In mobile networks servicing a large number of geographically dense peers, any two peers who wish to communicate between one another may exchange their media data through a separate path that exploits localised and lower-power transmission, as a form of sub-band signalling. This extends into situations where bulk data can be sent over a less reliable but higher-bandwidth (capacity) and cheaper or faster link, whilst parity data for reconstructing bad packets or supporting determinancy in fuzzy-state weakly determined data can be sent over more reliable but lower-bandwidth and more expensive or more latency-incurring link.

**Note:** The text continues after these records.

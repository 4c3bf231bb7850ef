//! # Hangman Session
//!
//! Realtime session layer for a turn-based word-guessing game client.
//!
//! The crate owns the single connection to the game server and keeps a
//! local projection of the server-authoritative game state:
//!
//! - [`ConnectionManager`] opens and closes the connection, sends
//!   [`Envelope`]s and publishes the latest inbound envelope and the
//!   connection state through `tokio::sync::watch` channels.
//! - [`GameStateProjector`] applies inbound `game_started` snapshots to a
//!   [`GameState`] and turns UI actions (start, guess, continue, end) into
//!   outbound envelopes.
//! - [`ServerStatsWatcher`] tracks the server's active-player count.
//!
//! Credentials ([`AuthSource`]) and the player service
//! ([`PlayerDirectory`]) are collaborators supplied by the embedding
//! application.
//!
//! ## Features
//!
//! - **Transport-agnostic**: implement [`Transport`] and [`Connector`] for
//!   any backend
//! - **WebSocket built-in**: the default `transport-websocket` feature
//!   provides `WebSocketConnector`

pub mod auth;
pub mod config;
pub mod connection;
pub mod error;
pub mod game;
pub mod player;
pub mod projector;
pub mod protocol;
pub mod stats;
pub mod transport;
pub mod transports;

// Re-export primary types for ergonomic imports.
pub use auth::{AuthSource, StaticAuth};
pub use config::SessionConfig;
pub use connection::{ConnectionManager, ConnectionState, InboundMessages};
pub use error::SessionError;
pub use game::{GameState, GameStatus};
pub use player::{PlayerDirectory, PlayerId, PlayerIdentity};
pub use projector::GameStateProjector;
pub use protocol::{Envelope, ServerStats};
pub use stats::ServerStatsWatcher;
pub use transport::{Connector, Transport};
#[cfg(feature = "transport-websocket")]
pub use transports::{WebSocketConnector, WebSocketTransport};
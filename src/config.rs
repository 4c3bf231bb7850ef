//! Configuration for the session connection.

use std::time::Duration;

/// Default timeout for opening the transport.
const DEFAULT_CONNECT_TIMEOUT: Duration = Duration::from_secs(10);

/// Default timeout for a single outbound frame to be flushed.
const DEFAULT_SEND_TIMEOUT: Duration = Duration::from_secs(5);

/// Default timeout for the graceful shutdown.
const DEFAULT_SHUTDOWN_TIMEOUT: Duration = Duration::from_secs(1);

/// Configuration for a [`ConnectionManager`](crate::connection::ConnectionManager).
///
/// The only required field is `url`; all others have sensible defaults.
///
/// # Example
///
/// ```
/// use hangman_session::config::SessionConfig;
/// use std::time::Duration;
///
/// let config = SessionConfig::new("ws://localhost:8000/ws/user")
///     .with_connect_timeout(Some(Duration::from_secs(3)))
///     .with_shutdown_timeout(Duration::from_millis(500));
/// assert_eq!(config.url, "ws://localhost:8000/ws/user");
/// ```
#[derive(Debug, Clone)]
pub struct SessionConfig {
    /// Endpoint the default WebSocket connector dials.
    pub url: String,
    /// Upper bound on `connect()`. `None` waits on the transport indefinitely.
    ///
    /// Defaults to **10 seconds**.
    pub connect_timeout: Option<Duration>,
    /// Upper bound on `send()` waiting for the frame to be flushed.
    /// `None` waits indefinitely.
    ///
    /// Defaults to **5 seconds**.
    pub send_timeout: Option<Duration>,
    /// Time the transport loop is given to close the transport during
    /// `disconnect()` before it is aborted.
    ///
    /// Defaults to **1 second**. A zero timeout aborts the loop immediately.
    pub shutdown_timeout: Duration,
}

impl SessionConfig {
    /// Create a new configuration for the given endpoint with default timeouts.
    pub fn new(url: impl Into<String>) -> Self {
        Self {
            url: url.into(),
            connect_timeout: Some(DEFAULT_CONNECT_TIMEOUT),
            send_timeout: Some(DEFAULT_SEND_TIMEOUT),
            shutdown_timeout: DEFAULT_SHUTDOWN_TIMEOUT,
        }
    }

    /// Set the connect timeout. `None` disables it.
    #[must_use]
    pub fn with_connect_timeout(mut self, timeout: Option<Duration>) -> Self {
        self.connect_timeout = timeout;
        self
    }

    /// Set the send flush timeout. `None` disables it.
    #[must_use]
    pub fn with_send_timeout(mut self, timeout: Option<Duration>) -> Self {
        self.send_timeout = timeout;
        self
    }

    /// Set the timeout for the graceful shutdown.
    #[must_use]
    pub fn with_shutdown_timeout(mut self, timeout: Duration) -> Self {
        self.shutdown_timeout = timeout;
        self
    }
}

The session and control data can be completely decentralised, removing the tromboned line altogether, under a suitable multiple-input multiple-output (MIMO) network system. In this case, the aggregate media and session control data may be distributed across the network in a dynamic best-possible solution form that meets the link criteria of both the individual peer and the constraints of the network infrastructure (other peers, basestations, etc.), which may vary between each individual peers. A subscription service may primarily support paying members, but allocate a certain amount of under-utilised bandwidth to provide longhaul access to non-paying members, with the assumption that these members will in turn provide paying members with traversal of bulk media data within a geographical area, or even high-latency propagation across cells. The lowered cost to the service provider that results from resource sharing is the economic rationale for these network provision schemes.